Camille Houlgatte is the definition of hard work and persistence.
Originally from France, the 28-year-old has been in Australia for the best part of a decade, learning the tricks of the trade while working for prominent Newcastle trainer Paul Perry.
“I’ve been in Australia for just short of 10 years,” Houlgatte told NSW Country and Picnic Racing.
“To be honest, I was in a sink or swim situation, and I was 19 and thought I’d go and give it a try in Australia.
“I started out with Paul after I got the contact when I was overseas, and it was the best decision of my life.
“Paul gave me that chance and he is now like a dad to me, and Nathan (Perry) is my guardian angel and just like my big brother.”
After kicking off her career as a teenage stablehand, Houlgatte is now riding professionally, with the four-kilogram claiming apprentice ready to make her mark on the race track.
“I sort of worked my way up.
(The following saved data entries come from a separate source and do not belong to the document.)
//! Main flight-control executable entry point.
//!
//! # Architecture
//!
//! The executable runs the flight-control core on the bench, closing the loop through the point
//! mass simulation instead of the motion capture and flight controller:
//!
//!     - Trajectory thread: runs the trajectory sequence from `traj_gen.toml`, publishing
//!       targets, then holds for `hold_s` and requests shutdown.
//!     - Simulation thread: integrates the last dispatched RC override at the frequency set in
//!       `bench.toml` and publishes the measured state.
//!     - Main thread: the Blender loop at `CONTROLLER_FREQUENCY`.
//!
//! The bench grants permission as soon as everything is started. Samples are exchanged through
//! last-write-wins cells, so no loop ever blocks on another. Static obstacles from `bench.toml`
//! are fed to the Blender's obstacle avoidance. Recorded streams keep the last `history_len`
//! samples.

// ---------------------------------------------------------------------------
// IMPORTS
// ---------------------------------------------------------------------------

// External
use color_eyre::{eyre::WrapErr, Report};
use comms_if::{
    bus::{NullPublisher, Publisher, Recorder},
    eqpt::fc::RcOverride,
};
use log::{error, info, warn};
use nalgebra::Vector3;
use std::thread::{self, JoinHandle};

// Internal
use fc_lib::{
    blender::{Blender, BlenderHandle, BlenderIo, BlenderParams, LoopExit},
    permission::PermissionGate,
    sample::{KinematicSample, SampleCell, TargetSample},
    sim::{BenchParams, PointMassSim},
    traj_gen::{self, TrajGenParams},
};
use util::{
    host,
    logger::{logger_init, LevelFilter},
    module::State,
    session::Session,
    shutdown::Shutdown,
    time::{FixedRate, Ticker},
};

// ---------------------------------------------------------------------------
// CONSTANTS
// ---------------------------------------------------------------------------

/// Frequency the end of run hold is polled at.
const HOLD_POLL_FREQUENCY_HZ: f64 = 10.0;

// ---------------------------------------------------------------------------
// FUNCTIONS
// ---------------------------------------------------------------------------

/// Executable main function, entry point.
fn main() -> Result<(), Report> {
    // ---- EARLY INITIALISATION ----

    color_eyre::install()?;

    // Initialise session
    let session = Session::new("fc_exec", "sessions").wrap_err("Failed to create the session")?;

    // Initialise logger
    logger_init(LevelFilter::Debug, &session).wrap_err("Failed to initialise logging")?;

    // Log information on this execution.
    info!("Quadrotor Flight Control Executable\n");
    info!("Running on: {}", host::get_host_description());
    info!("Session directory: {:?}\n", session.session_root);

    // ---- LOAD PARAMETERS ----

    let blender_params: BlenderParams = util::params::load_or_default("blender.toml");
    let traj_params: TrajGenParams = util::params::load_or_default("traj_gen.toml");
    let bench_params: BenchParams = util::params::load_or_default("bench.toml");

    info!("Exec parameters loaded");

    // ---- INITIALISE MODULES ----

    info!("Initialising modules...");

    let mut blender = Blender::new();
    blender
        .init(blender_params)
        .wrap_err("Failed to initialise the Blender")?;

    let num_obstacles = bench_params.place_obstacles(blender.avoidance_mut());
    if num_obstacles > 0 && !blender_params.obstacle_avoidance {
        warn!(
            "{} static obstacle(s) placed but obstacle avoidance is disabled",
            num_obstacles
        );
    }

    let shutdown = Shutdown::new();
    let handle = BlenderHandle::new(shutdown.clone());
    let gate = PermissionGate::new();

    let current = SampleCell::<KinematicSample>::new();
    let target = SampleCell::<TargetSample>::new();
    let rc = SampleCell::<RcOverride>::new();
    let diagnostic = Recorder::<f64>::bounded(bench_params.history_len);
    let states = Recorder::<KinematicSample>::bounded(bench_params.history_len);

    info!("Module initialisation complete\n");

    // ---- START THREADS ----

    let sim_thread = spawn_sim(
        blender_params,
        bench_params.sim_frequency_hz,
        Vector3::from(traj_params.take_off_point()),
        rc.clone(),
        current.clone(),
        states.clone(),
        shutdown.clone(),
    );
    let traj_thread = spawn_traj(traj_params, current.clone(), target.clone(), shutdown.clone());

    info!("Bench run, granting permission");
    gate.on_signal(true);

    // ---- MAIN LOOP ----

    let mut rc_topic = rc.clone();
    let mut diag_topic = diagnostic.clone();
    let mut io = BlenderIo {
        current,
        target,
        payload: SampleCell::new(),
        gate,
        rc: &mut rc_topic,
        diagnostic: Some(&mut diag_topic),
    };

    let result = blender.run(
        &mut io,
        &mut FixedRate::new(blender_params.controller_frequency_hz),
        &handle,
    );

    match result {
        Ok(LoopExit::Shutdown) => info!("Blender loop complete"),
        Ok(LoopExit::PermissionRevoked) => warn!("Blender loop ended by permission revocation"),
        Err(ref e) => error!("Blender loop failed: {}", e),
    }

    // ---- SHUTDOWN ----

    shutdown.request();

    match traj_thread.join() {
        Ok(Ok(())) => (),
        Ok(Err(e)) => error!("Trajectory thread failed: {}", e),
        Err(_) => error!("Trajectory thread panicked"),
    }
    if sim_thread.join().is_err() {
        error!("Simulation thread panicked");
    }

    session.save("sim/states.json", states.msgs());

    session.save("blender/derivative_z.json", diagnostic.msgs());

    info!("End of execution");
    session.exit();

    result.map(|_| ()).wrap_err("Blender loop error")
}

/// Start the simulation thread.
///
/// Every state produced is also published on `states`.
fn spawn_sim(
    params: BlenderParams,
    frequency_hz: f64,
    start_m: Vector3<f64>,
    rc: SampleCell<RcOverride>,
    current: SampleCell<KinematicSample>,
    mut states: Recorder<KinematicSample>,
    shutdown: Shutdown,
) -> JoinHandle<()> {
    thread::spawn(move || {
        let mut sim = PointMassSim::new(params, start_m, 0.0);
        let mut ticker = FixedRate::new(frequency_hz);
        let mut num_steps = 0usize;

        current.update(*sim.state());

        while !shutdown.is_requested() {
            ticker.wait();

            // Motors idle until the first frame
            if let Some(cmd) = rc.latest() {
                let state = sim.step(&cmd, ticker.period_s());
                current.update(state);
                states.publish(&state).ok();
                num_steps += 1;
            }
        }

        info!("Simulation stopped after {} steps", num_steps);
    })
}

/// Start the trajectory thread.
fn spawn_traj(
    params: TrajGenParams,
    current: SampleCell<KinematicSample>,
    target: SampleCell<TargetSample>,
    shutdown: Shutdown,
) -> JoinHandle<Result<(), traj_gen::TrajectoryError>> {
    thread::spawn(move || {
        let mut target_topic = target;

        let exit = traj_gen::run_sequence(
            &params.trajectories,
            &current,
            FixedRate::new,
            &shutdown,
            &mut target_topic,
            &mut NullPublisher,
        );

        // Hold on the last target before ending the run
        if let Ok(traj_gen::RunExit::Completed) = exit {
            info!("Holding for {} s", params.hold_s);

            let mut ticker = FixedRate::new(HOLD_POLL_FREQUENCY_HZ);
            let num_ticks = (params.hold_s * HOLD_POLL_FREQUENCY_HZ).ceil() as usize;
            for _ in 0..num_ticks {
                if shutdown.is_requested() {
                    break;
                }
                ticker.wait();
            }
        }

        shutdown.request();
        exit.map(|_| ())
    })
}
//! # Straight line trajectory
//!
//! Point to point motion along a straight line, following the kinematic profile scaled onto the
//! unit direction from start to end.

// ---------------------------------------------------------------------------
// IMPORTS
// ---------------------------------------------------------------------------

// External
use log::{debug, info, trace};
use nalgebra::Vector3;

// Internal
use super::{
    geometry::unit_or_zero, profile::Profile, RunExit, StraightLineParams, Trajectory,
    TrajectoryError, TrajectoryIo,
};
use crate::sample::KinematicSample;

// ---------------------------------------------------------------------------
// CONSTANTS
// ---------------------------------------------------------------------------

/// Frequency of the straight line loop
pub const STRAIGHT_LINE_FREQUENCY_HZ: f64 = 10.0;

// ---------------------------------------------------------------------------
// DATA STRUCTURES
// ---------------------------------------------------------------------------

#[derive(Debug, Clone)]
pub struct StraightLine {
    start: Vector3<f64>,
    end: Vector3<f64>,
    a_max_mss: f64,
    yaw_deg: f64,
    done: bool,
}

// ---------------------------------------------------------------------------
// IMPLEMENTATIONS
// ---------------------------------------------------------------------------

impl StraightLine {
    pub fn new(start: Vector3<f64>, end: Vector3<f64>, a_max_mss: f64, yaw_deg: f64) -> Self {
        Self {
            start,
            end,
            a_max_mss,
            yaw_deg,
            done: false,
        }
    }

    pub fn from_params(params: &StraightLineParams) -> Self {
        Self::new(
            Vector3::from(params.start_m),
            Vector3::from(params.end_m),
            params.a_max_mss,
            params.yaw_deg,
        )
    }

    /// Sample of the line at the given elapsed time.
    fn sample_at(&self, profile: &Profile, direction: &Vector3<f64>, t: f64) -> KinematicSample {
        KinematicSample {
            pos_m: self.start + direction * profile.s(t),
            vel_ms: direction * profile.s_dot(t),
            acc_mss: direction * profile.s_ddot(t),
            yaw_deg: self.yaw_deg,
        }
    }
}

impl Trajectory for StraightLine {
    fn name(&self) -> &'static str {
        "straight line"
    }

    fn frequency_hz(&self) -> f64 {
        STRAIGHT_LINE_FREQUENCY_HZ
    }

    fn begin(&mut self) {
        self.done = false;
    }

    fn run(
        &mut self,
        start_time_s: f64,
        io: &mut TrajectoryIo,
    ) -> Result<RunExit, TrajectoryError> {
        // Geometry and profile are fixed for the whole run
        let delta = self.end - self.start;
        let direction = unit_or_zero(&delta);
        let profile = Profile::new(delta.norm(), self.a_max_mss);
        let period_s = 1.0 / STRAIGHT_LINE_FREQUENCY_HZ;

        info!(
            "Straight line from {:?} to {:?}, duration {:.3} s",
            self.start.as_slice(),
            self.end.as_slice(),
            profile.duration_s()
        );

        let mut num_ticks: u64 = 0;

        loop {
            if io.shutdown.is_requested() {
                debug!("Straight line interrupted by shutdown");
                return Ok(RunExit::Shutdown);
            }

            // Elapsed time is derived from the tick count so it never drifts
            let elapsed_s = start_time_s + num_ticks as f64 * period_s;

            if num_ticks > 0 && elapsed_s >= profile.duration_s() {
                io.send(&KinematicSample::hold(self.end, self.yaw_deg))?;
                self.done = true;
                info!("Straight line complete, holding at {:?}", self.end.as_slice());
                return Ok(RunExit::Completed);
            }

            let sample = self.sample_at(&profile, &direction, elapsed_s);
            trace!("Straight line target: {:?}", sample.pos_m.as_slice());
            io.send(&sample)?;

            io.ticker.wait();
            num_ticks += 1;
        }
    }

    fn is_done(&self) -> bool {
        self.done
    }
}

#[cfg(test)]
mod test {
    use super::*;
    use crate::traj_gen::test_util::CountingTicker;
    use comms_if::{
        bus::Recorder,
        eqpt::{guard::Permission, mocap::QuadSample},
    };
    use util::shutdown::Shutdown;

    fn run_line(
        line: &mut StraightLine,
        shutdown: &Shutdown,
    ) -> (RunExit, Vec<QuadSample>, Vec<Permission>) {
        let mut ticker = CountingTicker::new(line.frequency_hz());
        let targets = Recorder::<QuadSample>::new();
        let handoffs = Recorder::<Permission>::new();
        let mut target_pub = targets.clone();
        let mut handoff_pub = handoffs.clone();

        let exit = {
            let mut io = TrajectoryIo {
                ticker: &mut ticker,
                shutdown,
                target: &mut target_pub,
                handoff: &mut handoff_pub,
            };
            line.run(0.0, &mut io).unwrap()
        };

        (exit, targets.msgs(), handoffs.msgs())
    }

    #[test]
    fn test_vertical_line() {
        let mut line = StraightLine::from_params(&StraightLineParams::default());
        let (exit, targets, handoffs) = run_line(&mut line, &Shutdown::new());

        assert_eq!(exit, RunExit::Completed);
        assert!(line.is_done());
        assert!(targets.len() > 2);
        assert_eq!(targets.len(), handoffs.len());
        assert!(handoffs.iter().all(|h| !h.permission));

        // First frame at the start, at rest
        assert!((targets[0].pos_m[2] - 0.2).abs() < 1e-12);
        assert_eq!(targets[0].vel_ms, [0.0; 3]);

        // Strictly climbing along z only until the final hold
        let moving = &targets[..targets.len() - 1];
        for pair in moving.windows(2) {
            assert!(pair[1].pos_m[2] > pair[0].pos_m[2]);
            assert_eq!(pair[1].pos_m[0], 0.0);
            assert_eq!(pair[1].pos_m[1], 0.0);
        }

        // Hold frame
        let hold = targets.last().unwrap();
        assert_eq!(hold.pos_m, [0.0, 0.0, 0.6]);
        assert_eq!(hold.vel_ms, [0.0; 3]);
        assert_eq!(hold.acc_mss, [0.0; 3]);
    }

    #[test]
    fn test_frame_count_follows_duration() {
        let params = StraightLineParams::default();
        let t_f = Profile::new(0.4, params.a_max_mss).duration_s();
        let mut line = StraightLine::from_params(&params);
        let (_, targets, _) = run_line(&mut line, &Shutdown::new());

        // One frame per tick while elapsed < t_f, plus the hold frame
        let expected = (t_f * STRAIGHT_LINE_FREQUENCY_HZ).ceil() as usize + 1;
        assert_eq!(targets.len(), expected);
    }

    #[test]
    fn test_zero_length_line() {
        let p = Vector3::new(1.0, 1.0, 1.0);
        let mut line = StraightLine::new(p, p, 1.0, 0.0);
        let (exit, targets, _) = run_line(&mut line, &Shutdown::new());

        assert_eq!(exit, RunExit::Completed);
        assert_eq!(targets.len(), 2);
        assert!(targets.iter().all(|t| t.pos_m == [1.0, 1.0, 1.0]));
    }

    #[test]
    fn test_shutdown_and_restart() {
        let mut line = StraightLine::from_params(&StraightLineParams::default());
        let shutdown = Shutdown::new();
        shutdown.request();

        let (exit, targets, _) = run_line(&mut line, &shutdown);
        assert_eq!(exit, RunExit::Shutdown);
        assert!(targets.is_empty());
        assert!(!line.is_done());

        let (exit, _, _) = run_line(&mut line, &Shutdown::new());
        assert_eq!(exit, RunExit::Completed);
        line.begin();
        assert!(!line.is_done());
    }
}
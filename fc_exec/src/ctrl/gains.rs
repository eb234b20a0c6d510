//! PID gains

// ---------------------------------------------------------------------------
// IMPORTS
// ---------------------------------------------------------------------------

use serde::{Deserialize, Serialize};
use util::params::Validate;

use super::CtrlError;

// ---------------------------------------------------------------------------
// DATA STRUCTURES
// ---------------------------------------------------------------------------

/// Gains of a setpoint-weighted PID controller with filtered derivative.
///
/// Field names in parameter files follow the usual control notation (`K`, `Ti`, `Td`, ...).
#[derive(Debug, Clone, Copy, PartialEq, Serialize, Deserialize)]
#[serde(default)]
pub struct ControlGains {
    /// Proportional gain
    #[serde(rename = "K")]
    pub k: f64,

    /// Integral time.
    ///
    /// Units: seconds
    #[serde(rename = "Ti")]
    pub ti: f64,

    /// Derivative time.
    ///
    /// Units: seconds
    #[serde(rename = "Td")]
    pub td: f64,

    /// Setpoint weight of the proportional branch
    pub b: f64,

    /// Setpoint weight of the derivative branch
    pub c: f64,

    /// Derivative filter coefficient
    #[serde(rename = "N")]
    pub n: f64,

    /// Output bias
    pub u0: f64,

    /// Magnitude of the integral branch beyond which the accumulator freezes
    #[serde(rename = "I_lim")]
    pub i_lim: f64,
}

// ---------------------------------------------------------------------------
// IMPLEMENTATIONS
// ---------------------------------------------------------------------------

impl ControlGains {
    /// Set a single gain by its parameter name.
    pub fn set(&mut self, name: &str, value: f64) -> Result<(), CtrlError> {
        let gain = match name {
            "K" => &mut self.k,
            "Ti" => &mut self.ti,
            "Td" => &mut self.td,
            "b" => &mut self.b,
            "c" => &mut self.c,
            "N" => &mut self.n,
            "u0" => &mut self.u0,
            "I_lim" => &mut self.i_lim,
            _ => return Err(CtrlError::UnknownGain(name.to_string())),
        };

        // An infinite integral time switches the integral branch off
        let valid = value.is_finite() || (name == "Ti" && value == f64::INFINITY);
        if !valid {
            return Err(CtrlError::InvalidGain(name.to_string(), value));
        }

        *gain = value;
        Ok(())
    }
}

impl Default for ControlGains {
    fn default() -> Self {
        Self {
            k: 0.05,
            ti: 10000.0,
            td: 0.0,
            b: 1.0,
            c: 1.0,
            n: 100.0,
            u0: 0.0,
            i_lim: 10000.0,
        }
    }
}

impl Validate for ControlGains {
    fn validate(&mut self) -> Vec<&'static str> {
        let mut reset = vec![];
        let def = Self::default();

        // Ti may be infinite, which disables the integral branch
        if !(self.ti > 0.0) {
            self.ti = def.ti;
            reset.push("Ti");
        }

        let mut check = |field: &mut f64, default: f64, valid: fn(f64) -> bool, name: &'static str| {
            if !(field.is_finite() && valid(*field)) {
                *field = default;
                reset.push(name);
            }
        };

        check(&mut self.k, def.k, |_| true, "K");
        check(&mut self.td, def.td, |v| v >= 0.0, "Td");
        check(&mut self.b, def.b, |_| true, "b");
        check(&mut self.c, def.c, |_| true, "c");
        check(&mut self.n, def.n, |v| v > 0.0, "N");
        check(&mut self.u0, def.u0, |_| true, "u0");
        check(&mut self.i_lim, def.i_lim, |v| v > 0.0, "I_lim");

        reset
    }
}
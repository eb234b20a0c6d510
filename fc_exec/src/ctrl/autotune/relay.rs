//! # Relay identification
//!
//! The tuned axis is driven by a relay with hysteresis, `u0 + d` while the error is positive and
//! `u0 - d` while it is negative. A plant with enough phase lag settles into a limit cycle whose
//! period is the ultimate period `Tu`, and whose error amplitude `a` gives the ultimate gain
//! through the describing function of the relay, `Ku = 4 d / (pi a)`.

// ---------------------------------------------------------------------------
// IMPORTS
// ---------------------------------------------------------------------------

use log::debug;
use serde::{Deserialize, Serialize};
use std::f64::consts::PI;
use util::params::Validate;

// ---------------------------------------------------------------------------
// CONSTANTS
// ---------------------------------------------------------------------------

/// Switches ignored at the start of the experiment while the oscillation settles.
const NUM_TRANSIENT_SWITCHES: usize = 2;

/// Amplitudes below this are not an oscillation.
///
/// Units: meters
const MIN_AMPLITUDE_M: f64 = 1e-6;

// ---------------------------------------------------------------------------
// DATA STRUCTURES
// ---------------------------------------------------------------------------

#[derive(Debug, Clone, Copy, PartialEq, Serialize, Deserialize)]
#[serde(default)]
pub struct RelayParams {
    /// Relay amplitude `d`.
    ///
    /// Units: meters/second^2
    pub amplitude_mss: f64,

    /// Error band inside which the relay keeps its current output.
    ///
    /// Units: meters
    pub hysteresis_m: f64,

    /// Number of full oscillation periods averaged over.
    pub num_periods: usize,

    /// The experiment fails if it has not completed by then.
    ///
    /// Units: seconds
    pub max_duration_s: f64,
}

/// Ultimate point of the tuned axis.
#[derive(Debug, Clone, Copy, PartialEq, Serialize)]
pub struct UltimatePoint {
    /// Ultimate gain
    pub ku: f64,

    /// Ultimate period
    ///
    /// Units: seconds
    pub tu_s: f64,

    /// Measured error amplitude
    ///
    /// Units: meters
    pub amplitude_m: f64,
}

#[derive(Debug, Clone)]
pub struct RelayIdentification {
    params: RelayParams,
    period_s: f64,
    u0: f64,
    num_ticks: u64,

    /// Current relay output sign, zero before the first tick.
    relay_sign: f64,

    switch_times_s: Vec<f64>,

    /// Largest error magnitude of each completed half cycle
    peaks: Vec<f64>,
    half_cycle_peak: f64,

    outcome: Option<Result<UltimatePoint, IdentificationError>>,
}

// ---------------------------------------------------------------------------
// ENUMERATIONS
// ---------------------------------------------------------------------------

#[derive(Debug, Clone, Copy, PartialEq, thiserror::Error)]
pub enum IdentificationError {
    #[error("no sustained oscillation within {0} s")]
    Timeout(f64),

    #[error("the oscillation amplitude is zero")]
    ZeroAmplitude,
}

// ---------------------------------------------------------------------------
// IMPLEMENTATIONS
// ---------------------------------------------------------------------------

impl Default for RelayParams {
    fn default() -> Self {
        Self {
            amplitude_mss: 0.5,
            hysteresis_m: 0.02,
            num_periods: 3,
            max_duration_s: 30.0,
        }
    }
}

impl Validate for RelayParams {
    fn validate(&mut self) -> Vec<&'static str> {
        let mut reset = vec![];
        let def = Self::default();

        if !(self.amplitude_mss.is_finite() && self.amplitude_mss > 0.0) {
            self.amplitude_mss = def.amplitude_mss;
            reset.push("amplitude_mss");
        }
        if !(self.hysteresis_m.is_finite() && self.hysteresis_m >= 0.0) {
            self.hysteresis_m = def.hysteresis_m;
            reset.push("hysteresis_m");
        }
        if self.num_periods == 0 {
            self.num_periods = def.num_periods;
            reset.push("num_periods");
        }
        if !(self.max_duration_s.is_finite() && self.max_duration_s > 0.0) {
            self.max_duration_s = def.max_duration_s;
            reset.push("max_duration_s");
        }

        reset
    }
}

impl RelayIdentification {
    pub fn new(params: RelayParams, period_s: f64, u0: f64) -> Self {
        Self {
            params,
            period_s,
            u0,
            num_ticks: 0,
            relay_sign: 0.0,
            switch_times_s: Vec::new(),
            peaks: Vec::new(),
            half_cycle_peak: 0.0,
            outcome: None,
        }
    }

    /// Process one tick of the error, returning the relay output.
    ///
    /// Once the experiment has an outcome the output is the bias `u0`.
    pub fn step(&mut self, error: f64) -> f64 {
        if self.outcome.is_some() {
            return self.u0;
        }

        let t = self.num_ticks as f64 * self.period_s;
        self.num_ticks += 1;

        if self.relay_sign == 0.0 {
            self.relay_sign = if error >= 0.0 { 1.0 } else { -1.0 };
        }

        self.half_cycle_peak = self.half_cycle_peak.max(error.abs());

        let eps = self.params.hysteresis_m;
        let switch = (self.relay_sign > 0.0 && error < -eps)
            || (self.relay_sign < 0.0 && error > eps);

        if switch {
            self.relay_sign = -self.relay_sign;
            self.switch_times_s.push(t);
            self.peaks.push(self.half_cycle_peak);
            self.half_cycle_peak = error.abs();

            debug!("Relay switched at {:.3} s", t);
            self.check_complete();
        }

        if self.outcome.is_none() && t >= self.params.max_duration_s {
            self.outcome = Some(Err(IdentificationError::Timeout(self.params.max_duration_s)));
        }

        self.u0 + self.relay_sign * self.params.amplitude_mss
    }

    pub fn outcome(&self) -> Option<Result<UltimatePoint, IdentificationError>> {
        self.outcome
    }

    fn check_complete(&mut self) {
        let num_half = 2 * self.params.num_periods;
        if self.switch_times_s.len() < NUM_TRANSIENT_SWITCHES + num_half + 1 {
            return;
        }

        // The last 2n + 1 switches bound n full periods, and the last 2n peaks are the half
        // cycles between them
        let window = &self.switch_times_s[self.switch_times_s.len() - (num_half + 1)..];
        let tu_s = (window[num_half] - window[0]) / self.params.num_periods as f64;

        let peaks = &self.peaks[self.peaks.len() - num_half..];
        let amplitude_m = peaks.iter().sum::<f64>() / num_half as f64;

        self.outcome = Some(if amplitude_m > MIN_AMPLITUDE_M {
            Ok(UltimatePoint {
                ku: 4.0 * self.params.amplitude_mss / (PI * amplitude_m),
                tu_s,
                amplitude_m,
            })
        } else {
            Err(IdentificationError::ZeroAmplitude)
        });
    }
}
I started as a stable hand, and a very mediocre trackwork rider,” she laughed.
“Paul taught me the ropes and eventually I was able to start my apprenticeship.”
Houlgatte had her first race ride in November last year but had only two more rides before she was kicked in the abdomen by a horse in a stable accident the following month.
She had surgery and spent two weeks in hospital after sustaining injuries to her kidney and bowel before returning to the saddle in July.
After this injury-interrupted start to her career, Houlgatte’s first winner arrived on the Paul Perry-trained Captain Wise at Scone on July 25.
While she admitted there had be some trying times, Houlgatte was just happy to be back in the full swing of things.
“First of all, I couldn’t get my apprenticeship until I got my citizenship, and that took a long time and when I got it, Paul signed me off straight away,” she said.
“I had that injury, but to come back and get my first winner; it was amazing and now I am back on track and rolling.”
The Frenchwoman has been around racing long enough to appreciate what it means to be an aspiring jockey, having already gone through the highest of highs and lowest of lows, but that wasn’t deterring her, and she was simply thrilled to be undertaking her apprenticeship.
“I’ve been in the game a long time now, and I sort of know the ins and outs a bit, but it is quite amazing to be given the chance to ride and be a main participant,” she said.
“I am not the sort of person that gets my hopes up, but I will keep working hard to see how far I can take it, I’ll never take it for granted, and l’ll keep going and see where I can go.”
Today, the apprentice will travel to Inverell for what will be her first full book of rides.
“It will be nice to feel like a real jockey on the day as I have never had that many rides before,” Houlgatte said.
“I would say the better chance out of my rides is Indian Thunder, but I will treat them all the same and give them the best chance,” Houlgatte said.